The opposite, claiming "no" when the answer is "yes," is called a false-negative. A bloom filter will never give a false-negative, and this is what makes them useful.

A data structure that lies to you?! How could that possibly be useful?

It's not strictly lying, it's just not giving you a definite answer. Let's look at an example where we can use this property to our advantage.

# When bloom filters are useful

Imagine you're building a web browser, and you want to protect users from malicious links. You could build and maintain a list of all known malicious links and check the list every time a user navigates the browser. If the link they're trying to visit is in the list, you warn the user that they might be about to visit a malicious website.

If we assume there are, say, 1,000,000 malicious links on the Internet, and each link is 20 characters long, then the list of malicious links would be 20MB in size. This isn't a huge amount of data, but it's not small either. If you have lots of users and want to keep this list up to date, the bandwidth could add up.

However, if you're happy to accept being wrong 0.0001% of the time (1 in a million), you could use a bloom filter which can store the same data in 3.59MB. That's an 82% reduction in size, and all it costs you is showing the user an incorrect warning 1 in every million links visited. If you wanted to take it even further, and you were happy to accept being wrong 0.1% of the time (1 in 1000), the bloom filter would only be 1.8MB.

This use-case isn't hypothetical, either.
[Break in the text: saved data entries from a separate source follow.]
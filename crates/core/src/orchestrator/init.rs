//! # Runtime Initialization
//!
//! Wires the production collaborators from a [`StylistConfig`]: the radkit
//! language model, the OpenWeatherMap client, the SQLite wardrobe, and the
//! configured thread store.

use anyhow::{Context, Result};
use std::sync::Arc;
use tokio::sync::broadcast;

use crate::config::StylistConfig;
use crate::memory::build_thread_store;
use crate::skills::RadkitLanguageModel;
use crate::state::StylistDb;
use crate::tools::{OpenWeatherClient, WardrobeStore};

use super::coordinator::{Collaborators, Orchestrator, OrchestratorConfig};
use super::events::TurnEvent;

/// Capacity of the turn event channel
const EVENT_CAPACITY: usize = 256;

/// Everything a transport shell needs
pub struct StylistRuntime {
    pub config: StylistConfig,
    pub orchestrator: Arc<Orchestrator>,
    pub wardrobe: Arc<WardrobeStore>,
    pub events: broadcast::Sender<TurnEvent>,
}

impl StylistRuntime {
    /// Open the database at `config.db_path` and build the orchestrator
    pub fn from_config(config: StylistConfig) -> Result<Self> {
        let db = StylistDb::open_at(&config.db_path)
            .with_context(|| format!("Failed to open database at {}", config.db_path))?;
        Self::with_db(config, &db)
    }

    /// Build against an already-open database
    pub fn with_db(config: StylistConfig, db: &StylistDb) -> Result<Self> {
        let wardrobe = Arc::new(WardrobeStore::new(db));
        let weather =
            OpenWeatherClient::new(config.weather_api_key.clone(), config.weather_timeout())
                .context("Failed to build weather client")?;
        let threads = build_thread_store(config.memory_provider, db, config.max_history_turns);
        let (events, _) = broadcast::channel(EVENT_CAPACITY);

        let collaborators = Collaborators {
            llm: Arc::new(RadkitLanguageModel::new(config.model.clone())),
            weather: Arc::new(weather),
            wardrobe: wardrobe.clone(),
        };
        let orchestrator =
            Orchestrator::new(collaborators, threads, OrchestratorConfig::from(&config))
                .with_event_channel(events.clone());

        tracing::info!(
            provider = ?config.model.provider,
            model = %config.model.model,
            memory = ?config.memory_provider,
            "Stylist runtime ready"
        );

        Ok(Self {
            config,
            orchestrator: Arc::new(orchestrator),
            wardrobe,
            events,
        })
    }

    pub fn subscribe(&self) -> broadcast::Receiver<TurnEvent> {
        self.events.subscribe()
    }
}
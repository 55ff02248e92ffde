//! # Conversation Skill
//!
//! Renders the final reply from whatever the turn gathered. This is the
//! only step whose failure fails the turn.

use crate::error::{StepError, StepResult};
use crate::state::{Category, ConversationThread, RoutingAction, TurnState};
use crate::tools::bounded;
use std::sync::Arc;
use std::time::Duration;

use super::language_model::{LanguageModel, ResponseContract, ResponseShape};
use super::prompts;

pub const CONTRACT: ResponseContract = ResponseContract {
    name: "conversation",
    system_prompt: prompts::CONVERSATION,
    shape: ResponseShape::FreeText,
};

const HISTORY_WINDOW: usize = 10;

/// What kind of reply the turn calls for
#[derive(Debug, Clone, Copy, PartialEq, Eq)]
pub enum ReplyMode {
    /// Present the chosen outfit (and weather, when known)
    Recommend,
    WeatherReport,
    WardrobeOverview,
    /// Small talk; no lookups were requested
    Chat,
    /// Some lookups succeeded but not enough for the requested answer
    Limited,
    /// Nothing usable was gathered; ask the user a question
    Clarify,
}

impl ReplyMode {
    fn instruction(&self) -> &'static str {
        match self {
            ReplyMode::Recommend => {
                "Recommend the outfit below, explaining briefly how it suits the weather and occasion."
            }
            ReplyMode::WeatherReport => {
                "Describe the weather below and what it means for clothing. Do not pick an outfit."
            }
            ReplyMode::WardrobeOverview => {
                "Answer the user's wardrobe question using only the items listed below."
            }
            ReplyMode::Chat => "Reply to the user in a friendly, concise way.",
            ReplyMode::Limited => {
                "Share what you found, say briefly what could not be looked up, and suggest a next step."
            }
            ReplyMode::Clarify => {
                "You could not gather enough information. Ask one short clarifying question, such as which city the user is in or what the occasion is."
            }
        }
    }
}

/// Pick the reply mode from the accumulated state
pub fn reply_mode(state: &TurnState) -> ReplyMode {
    if state.routing().map_or(true, |r| r.fallback) {
        return ReplyMode::Clarify;
    }

    let has_candidates = state.wardrobe_candidates().is_some_and(|c| !c.is_empty());
    match state.routing_action() {
        RoutingAction::FullRecommendation if state.final_outfit().is_some() => ReplyMode::Recommend,
        RoutingAction::FullRecommendation if state.weather_data().is_some() => {
            ReplyMode::WeatherReport
        }
        RoutingAction::WeatherOnly if state.weather_data().is_some() => ReplyMode::WeatherReport,
        RoutingAction::FullRecommendation | RoutingAction::WardrobeOnly if has_candidates => {
            ReplyMode::WardrobeOverview
        }
        RoutingAction::ConversationOnly => ReplyMode::Chat,
        _ if state.has_findings() => ReplyMode::Limited,
        _ => ReplyMode::Clarify,
    }
}

/// Facts gathered this turn, rendered for the prompt
pub fn findings(state: &TurnState) -> String {
    let mut sections = Vec::new();

    if let Some(location) = state.extracted_location() {
        sections.push(format!("LOCATION: {}", location));
    }
    if let Some(context) = state.extracted_context() {
        sections.push(format!("OCCASION: {}", context));
    }
    if let Some(weather) = state.weather_data() {
        let mut text = format!("WEATHER: {}", weather.reading.summary());
        if let Some(analysis) = &weather.analysis {
            text.push_str(&format!(
                "\nANALYSIS: {} (comfort {}/5). {}",
                analysis.weather_analysis, analysis.comfort_level, analysis.recommendations
            ));
        }
        sections.push(text);
    }
    if let Some(outfit) = state.final_outfit() {
        let slots = [
            Category::Top,
            Category::Bottom,
            Category::Footwear,
            Category::Outerwear,
        ];
        let lines: Vec<String> = slots
            .iter()
            .map(|c| match outfit.slot(*c) {
                Some(item) => format!("- {}: {}", c, item.describe()),
                None => format!("- {}: none", c),
            })
            .chain(std::iter::once(format!(
                "- accessories: {}",
                if outfit.accessories.is_empty() {
                    "none".to_string()
                } else {
                    outfit.accessory_names().join(", ")
                }
            )))
            .collect();
        sections.push(format!("OUTFIT:\n{}", lines.join("\n")));
    } else if let Some(candidates) = state.wardrobe_candidates() {
        if !candidates.is_empty() {
            sections.push(format!("WARDROBE CANDIDATES:\n{}", candidates.prompt_summary()));
        }
    }
    if !state.diagnostics().is_empty() {
        let notes: Vec<String> = state
            .diagnostics()
            .iter()
            .map(|d| format!("- {}: {}", d.stage, d.note))
            .collect();
        sections.push(format!("LIMITATIONS:\n{}", notes.join("\n")));
    }

    if sections.is_empty() {
        "No findings.".to_string()
    } else {
        sections.join("\n\n")
    }
}

pub struct ConversationSkill {
    llm: Arc<dyn LanguageModel>,
    timeout: Duration,
}

impl ConversationSkill {
    pub fn new(llm: Arc<dyn LanguageModel>, timeout: Duration) -> Self {
        Self { llm, timeout }
    }

    pub async fn run(&self, state: &TurnState, history: &ConversationThread) -> StepResult<String> {
        let mode = reply_mode(state);
        let prompt = build_prompt(state, history, mode);
        let reply = bounded(
            "conversation completion",
            self.timeout,
            self.llm.complete(&CONTRACT, &prompt),
        )
        .await?;

        let reply = reply.trim();
        if reply.is_empty() {
            return Err(StepError::completion("language model returned an empty reply"));
        }
        tracing::debug!(?mode, chars = reply.len(), "Rendered reply");
        Ok(reply.to_string())
    }
}

fn build_prompt(state: &TurnState, history: &ConversationThread, mode: ReplyMode) -> String {
    let start = history.turns.len().saturating_sub(HISTORY_WINDOW);
    let transcript = ConversationThread {
        thread_id: history.thread_id.clone(),
        turns: history.turns[start..].to_vec(),
    }
    .transcript();

    let mut prompt = String::new();
    if !transcript.is_empty() {
        prompt.push_str(&format!("CONVERSATION SO FAR:\n{}\n\n", transcript));
    }
    prompt.push_str(&format!(
        "USER MESSAGE: {}\n\nFINDINGS:\n{}\n\nTASK: {}",
        state.user_message(),
        findings(state),
        mode.instruction()
    ));
    prompt
}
Google Chrome used a bloom filter for this exact purpose until 2012. If you were worried about showing a warning when it wasn't needed, you could always make an API that has the full list of malicious links in a database. When the bloom filter says "maybe," you would then make an API call to check the full list to be sure. No more spurious warnings, and the bloom filter would save you from having to call the API for every link visited.

# How bloom filters work

At its core, a bloom filter is an array of bits. When it is created, all of the bits are set to 0. We're going to represent this as a grid of circles, with each circle representing 1 bit. Our bloom filters in this post are all going to have 32 bits in total.

I'm experimenting with alternate colour palettes. If you find the above difficult to read, or just don't like it, please try this one and let me know what you think. Click here to go back to normal.

To add an item to the bloom filter, we're going to hash it with 3 different hash functions, then use the 3 resulting values to set 3 bits. If you're not familiar with hashing, I recommend reading my post about it before continuing.

For this post I'm choosing to use 3 of the SHA family of hash functions: sha1, sha256, and sha512. Here's what our bloom filter looks like if we add the value "foo" to it:

The bits in positions 15, 16 and 27 have been set. Other bits, e.g. 1 have not been set. You can hover or tap the bits in this paragraph to highlight them in the visualisation. We get to this state by taking the hash value of "foo" for each of our 3 hash functions and modulo it by the number of bits in our bloom filter. Modulo gets us the remainder when dividing by 32, so we get 27 with sha1, 15 with sha256 and 16 with sha512. The table below shows what's happening, and you can try inputting your own values to see what bits they would set if added.

Go ahead and add a few of your own values to our bloom filter below and see what happens. There's also a check button that will tell you if a value is present within the bloom filter. A value is only considered present if all of the bits checked are set. You can start again by hitting the clear button.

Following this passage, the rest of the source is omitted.